__Exercise__
In the material below, the lines containing the word "Device" are required; copy each of them.
-----
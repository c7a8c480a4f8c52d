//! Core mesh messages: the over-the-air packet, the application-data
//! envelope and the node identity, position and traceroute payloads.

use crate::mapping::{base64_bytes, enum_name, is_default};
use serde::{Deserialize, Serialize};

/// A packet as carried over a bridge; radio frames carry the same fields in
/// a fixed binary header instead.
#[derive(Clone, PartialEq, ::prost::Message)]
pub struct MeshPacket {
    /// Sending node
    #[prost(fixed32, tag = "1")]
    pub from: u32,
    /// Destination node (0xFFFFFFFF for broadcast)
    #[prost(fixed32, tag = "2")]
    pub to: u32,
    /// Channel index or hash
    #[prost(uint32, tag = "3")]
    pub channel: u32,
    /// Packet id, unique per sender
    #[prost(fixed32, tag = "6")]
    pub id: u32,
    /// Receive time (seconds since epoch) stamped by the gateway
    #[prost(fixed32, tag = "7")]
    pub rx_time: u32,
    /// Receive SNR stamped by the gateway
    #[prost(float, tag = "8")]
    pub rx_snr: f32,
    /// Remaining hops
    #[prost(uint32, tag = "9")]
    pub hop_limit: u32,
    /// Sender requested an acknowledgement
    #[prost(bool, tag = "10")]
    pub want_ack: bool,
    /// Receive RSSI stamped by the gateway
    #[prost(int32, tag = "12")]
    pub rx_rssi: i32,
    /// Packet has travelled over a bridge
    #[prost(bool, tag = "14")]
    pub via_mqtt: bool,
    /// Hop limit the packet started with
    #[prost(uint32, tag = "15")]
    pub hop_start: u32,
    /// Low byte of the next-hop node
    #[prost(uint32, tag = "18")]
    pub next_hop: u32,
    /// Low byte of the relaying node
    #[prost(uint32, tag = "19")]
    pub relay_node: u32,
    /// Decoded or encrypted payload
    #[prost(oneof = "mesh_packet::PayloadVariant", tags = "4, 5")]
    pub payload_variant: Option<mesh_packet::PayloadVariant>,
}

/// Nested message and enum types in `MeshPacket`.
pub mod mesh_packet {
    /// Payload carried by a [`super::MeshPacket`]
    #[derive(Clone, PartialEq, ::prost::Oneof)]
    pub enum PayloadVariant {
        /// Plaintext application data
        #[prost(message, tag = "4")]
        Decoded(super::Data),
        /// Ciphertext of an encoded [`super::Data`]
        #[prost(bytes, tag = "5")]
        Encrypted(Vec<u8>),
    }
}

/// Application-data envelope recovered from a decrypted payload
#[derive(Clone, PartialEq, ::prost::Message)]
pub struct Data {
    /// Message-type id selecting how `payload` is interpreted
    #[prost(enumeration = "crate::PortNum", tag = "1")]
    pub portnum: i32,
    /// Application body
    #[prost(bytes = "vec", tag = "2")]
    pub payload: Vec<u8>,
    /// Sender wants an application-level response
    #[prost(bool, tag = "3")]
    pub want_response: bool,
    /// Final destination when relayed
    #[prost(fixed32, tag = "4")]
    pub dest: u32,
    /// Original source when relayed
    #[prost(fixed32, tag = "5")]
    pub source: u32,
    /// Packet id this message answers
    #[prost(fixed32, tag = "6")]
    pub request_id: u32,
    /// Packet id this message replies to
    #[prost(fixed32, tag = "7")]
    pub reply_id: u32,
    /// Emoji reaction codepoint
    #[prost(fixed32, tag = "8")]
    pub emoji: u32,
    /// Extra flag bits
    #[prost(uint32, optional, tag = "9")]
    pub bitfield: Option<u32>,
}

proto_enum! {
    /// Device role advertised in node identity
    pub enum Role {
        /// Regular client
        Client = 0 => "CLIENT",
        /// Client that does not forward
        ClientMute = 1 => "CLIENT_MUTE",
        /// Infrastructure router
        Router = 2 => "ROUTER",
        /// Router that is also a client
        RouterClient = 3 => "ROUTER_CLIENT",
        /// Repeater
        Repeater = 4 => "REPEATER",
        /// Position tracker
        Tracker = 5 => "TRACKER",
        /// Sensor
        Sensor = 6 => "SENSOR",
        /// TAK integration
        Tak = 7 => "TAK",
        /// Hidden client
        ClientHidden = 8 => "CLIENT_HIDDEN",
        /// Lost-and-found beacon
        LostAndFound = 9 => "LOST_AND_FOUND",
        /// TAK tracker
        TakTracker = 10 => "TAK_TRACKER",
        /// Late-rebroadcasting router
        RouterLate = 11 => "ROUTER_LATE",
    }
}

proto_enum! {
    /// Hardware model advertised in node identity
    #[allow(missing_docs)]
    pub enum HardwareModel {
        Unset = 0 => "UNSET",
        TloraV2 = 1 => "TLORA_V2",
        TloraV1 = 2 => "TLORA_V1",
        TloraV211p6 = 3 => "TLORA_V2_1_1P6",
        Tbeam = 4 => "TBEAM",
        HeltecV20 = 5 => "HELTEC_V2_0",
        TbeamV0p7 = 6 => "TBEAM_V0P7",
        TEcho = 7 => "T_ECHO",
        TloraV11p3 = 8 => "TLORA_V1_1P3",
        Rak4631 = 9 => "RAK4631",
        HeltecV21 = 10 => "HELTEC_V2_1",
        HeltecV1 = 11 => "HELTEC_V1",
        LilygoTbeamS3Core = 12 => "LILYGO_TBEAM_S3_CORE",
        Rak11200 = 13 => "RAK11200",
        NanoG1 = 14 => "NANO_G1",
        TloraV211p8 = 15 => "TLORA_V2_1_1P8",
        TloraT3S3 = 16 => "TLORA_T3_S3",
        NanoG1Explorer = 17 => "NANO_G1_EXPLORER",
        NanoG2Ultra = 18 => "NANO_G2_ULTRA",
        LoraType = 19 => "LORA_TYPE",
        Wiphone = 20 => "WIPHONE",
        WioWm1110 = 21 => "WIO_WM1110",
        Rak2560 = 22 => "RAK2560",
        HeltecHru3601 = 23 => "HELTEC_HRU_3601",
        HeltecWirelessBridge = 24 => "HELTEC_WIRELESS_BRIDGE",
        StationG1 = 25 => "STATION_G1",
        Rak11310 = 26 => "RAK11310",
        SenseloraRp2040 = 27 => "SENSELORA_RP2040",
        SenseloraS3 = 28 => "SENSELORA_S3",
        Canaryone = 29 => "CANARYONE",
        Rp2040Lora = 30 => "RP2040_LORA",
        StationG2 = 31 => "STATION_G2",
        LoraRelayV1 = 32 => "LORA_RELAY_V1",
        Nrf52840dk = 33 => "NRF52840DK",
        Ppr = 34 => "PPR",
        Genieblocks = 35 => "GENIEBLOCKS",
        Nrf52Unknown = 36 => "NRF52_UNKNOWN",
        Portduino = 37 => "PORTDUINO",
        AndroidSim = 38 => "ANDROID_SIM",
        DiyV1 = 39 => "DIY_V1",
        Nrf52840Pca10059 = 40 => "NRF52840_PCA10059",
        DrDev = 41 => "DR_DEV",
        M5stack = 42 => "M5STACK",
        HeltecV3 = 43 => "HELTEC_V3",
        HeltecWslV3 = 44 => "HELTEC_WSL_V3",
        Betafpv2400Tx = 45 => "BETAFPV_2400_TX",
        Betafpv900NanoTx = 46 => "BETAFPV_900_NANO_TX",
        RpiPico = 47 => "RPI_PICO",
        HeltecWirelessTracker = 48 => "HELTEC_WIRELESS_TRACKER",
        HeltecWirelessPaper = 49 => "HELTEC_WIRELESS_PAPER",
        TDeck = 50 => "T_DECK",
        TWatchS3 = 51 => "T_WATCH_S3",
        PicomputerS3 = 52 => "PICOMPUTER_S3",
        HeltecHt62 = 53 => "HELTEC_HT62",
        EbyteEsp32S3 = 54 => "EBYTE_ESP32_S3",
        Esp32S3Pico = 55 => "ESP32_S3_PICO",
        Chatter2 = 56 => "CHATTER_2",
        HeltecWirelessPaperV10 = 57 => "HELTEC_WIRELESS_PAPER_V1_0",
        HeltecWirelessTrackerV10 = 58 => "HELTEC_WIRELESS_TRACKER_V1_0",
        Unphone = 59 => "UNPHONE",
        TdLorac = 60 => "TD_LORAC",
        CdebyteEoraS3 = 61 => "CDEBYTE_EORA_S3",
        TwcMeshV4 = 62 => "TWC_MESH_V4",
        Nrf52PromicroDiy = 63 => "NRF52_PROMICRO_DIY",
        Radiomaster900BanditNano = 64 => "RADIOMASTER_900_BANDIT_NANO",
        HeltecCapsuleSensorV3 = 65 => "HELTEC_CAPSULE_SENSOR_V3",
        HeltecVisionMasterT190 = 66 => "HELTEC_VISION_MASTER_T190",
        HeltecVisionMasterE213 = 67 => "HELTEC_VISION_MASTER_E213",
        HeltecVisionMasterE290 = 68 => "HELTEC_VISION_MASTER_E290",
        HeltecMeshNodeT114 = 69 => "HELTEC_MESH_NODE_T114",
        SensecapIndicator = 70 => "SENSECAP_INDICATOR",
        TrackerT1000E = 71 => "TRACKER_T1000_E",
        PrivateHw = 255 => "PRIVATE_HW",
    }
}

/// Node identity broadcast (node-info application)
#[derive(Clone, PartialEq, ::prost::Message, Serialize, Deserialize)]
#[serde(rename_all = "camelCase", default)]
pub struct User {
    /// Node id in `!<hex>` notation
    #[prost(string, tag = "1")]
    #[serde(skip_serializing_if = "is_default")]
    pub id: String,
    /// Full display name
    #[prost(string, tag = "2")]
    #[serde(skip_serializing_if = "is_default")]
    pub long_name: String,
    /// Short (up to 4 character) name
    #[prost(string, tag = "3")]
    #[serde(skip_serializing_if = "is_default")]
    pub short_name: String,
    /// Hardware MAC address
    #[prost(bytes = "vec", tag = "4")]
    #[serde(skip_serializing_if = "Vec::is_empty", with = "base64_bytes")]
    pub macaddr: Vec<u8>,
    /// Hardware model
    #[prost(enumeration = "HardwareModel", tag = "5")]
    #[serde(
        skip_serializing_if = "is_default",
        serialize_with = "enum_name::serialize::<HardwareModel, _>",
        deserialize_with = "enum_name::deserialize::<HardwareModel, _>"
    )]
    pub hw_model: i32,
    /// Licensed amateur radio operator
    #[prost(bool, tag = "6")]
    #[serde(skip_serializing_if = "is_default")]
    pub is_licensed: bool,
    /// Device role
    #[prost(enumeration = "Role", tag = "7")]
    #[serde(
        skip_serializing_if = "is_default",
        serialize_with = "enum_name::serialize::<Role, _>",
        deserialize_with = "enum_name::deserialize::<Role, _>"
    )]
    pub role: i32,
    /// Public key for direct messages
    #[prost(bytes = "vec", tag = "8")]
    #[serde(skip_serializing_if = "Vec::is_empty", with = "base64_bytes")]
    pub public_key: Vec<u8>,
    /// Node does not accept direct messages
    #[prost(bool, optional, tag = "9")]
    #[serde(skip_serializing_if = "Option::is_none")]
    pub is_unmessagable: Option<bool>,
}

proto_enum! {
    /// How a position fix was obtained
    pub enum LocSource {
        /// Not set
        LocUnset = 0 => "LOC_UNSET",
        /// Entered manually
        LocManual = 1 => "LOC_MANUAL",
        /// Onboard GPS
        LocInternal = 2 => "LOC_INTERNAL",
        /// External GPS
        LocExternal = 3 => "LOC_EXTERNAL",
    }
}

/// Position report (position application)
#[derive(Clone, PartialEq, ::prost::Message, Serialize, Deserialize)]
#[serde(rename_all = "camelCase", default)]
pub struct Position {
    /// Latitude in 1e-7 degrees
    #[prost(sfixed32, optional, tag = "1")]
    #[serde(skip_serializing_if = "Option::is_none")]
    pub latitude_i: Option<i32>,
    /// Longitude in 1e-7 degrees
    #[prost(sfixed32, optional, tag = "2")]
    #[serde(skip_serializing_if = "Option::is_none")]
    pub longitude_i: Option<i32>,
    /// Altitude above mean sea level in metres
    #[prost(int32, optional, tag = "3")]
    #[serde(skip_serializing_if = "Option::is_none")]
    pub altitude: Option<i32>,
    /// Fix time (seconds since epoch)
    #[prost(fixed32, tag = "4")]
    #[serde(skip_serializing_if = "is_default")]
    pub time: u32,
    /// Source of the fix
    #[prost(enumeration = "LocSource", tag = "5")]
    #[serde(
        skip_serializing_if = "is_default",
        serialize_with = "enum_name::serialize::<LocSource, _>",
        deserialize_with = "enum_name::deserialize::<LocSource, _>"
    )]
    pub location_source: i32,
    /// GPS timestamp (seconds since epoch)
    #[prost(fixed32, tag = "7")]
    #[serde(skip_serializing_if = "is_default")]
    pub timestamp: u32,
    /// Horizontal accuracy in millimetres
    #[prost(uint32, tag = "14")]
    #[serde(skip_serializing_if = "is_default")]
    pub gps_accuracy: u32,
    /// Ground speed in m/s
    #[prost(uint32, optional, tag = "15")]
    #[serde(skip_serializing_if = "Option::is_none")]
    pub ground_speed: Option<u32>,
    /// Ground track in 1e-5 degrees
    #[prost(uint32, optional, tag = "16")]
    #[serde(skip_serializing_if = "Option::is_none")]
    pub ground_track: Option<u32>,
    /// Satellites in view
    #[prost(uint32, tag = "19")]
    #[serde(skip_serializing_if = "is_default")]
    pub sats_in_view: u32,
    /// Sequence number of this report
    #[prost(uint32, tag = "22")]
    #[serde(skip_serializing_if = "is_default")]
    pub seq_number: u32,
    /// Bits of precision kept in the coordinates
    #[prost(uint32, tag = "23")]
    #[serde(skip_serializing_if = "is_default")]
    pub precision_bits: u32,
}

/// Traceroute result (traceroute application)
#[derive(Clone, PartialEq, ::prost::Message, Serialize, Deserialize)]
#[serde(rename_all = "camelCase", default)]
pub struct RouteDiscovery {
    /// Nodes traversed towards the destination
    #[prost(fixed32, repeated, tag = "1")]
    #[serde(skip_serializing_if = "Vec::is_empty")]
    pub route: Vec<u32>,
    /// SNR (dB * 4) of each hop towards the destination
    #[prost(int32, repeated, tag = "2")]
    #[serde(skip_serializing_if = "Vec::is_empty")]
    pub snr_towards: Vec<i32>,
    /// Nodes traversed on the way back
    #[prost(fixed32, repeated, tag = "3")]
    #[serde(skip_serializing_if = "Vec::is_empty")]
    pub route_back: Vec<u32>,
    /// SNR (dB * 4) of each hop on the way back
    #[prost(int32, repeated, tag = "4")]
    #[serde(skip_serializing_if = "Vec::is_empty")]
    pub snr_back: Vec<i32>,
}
-----
__Answer to this problem__
    /// Device role advertised in node identity
    /// Device role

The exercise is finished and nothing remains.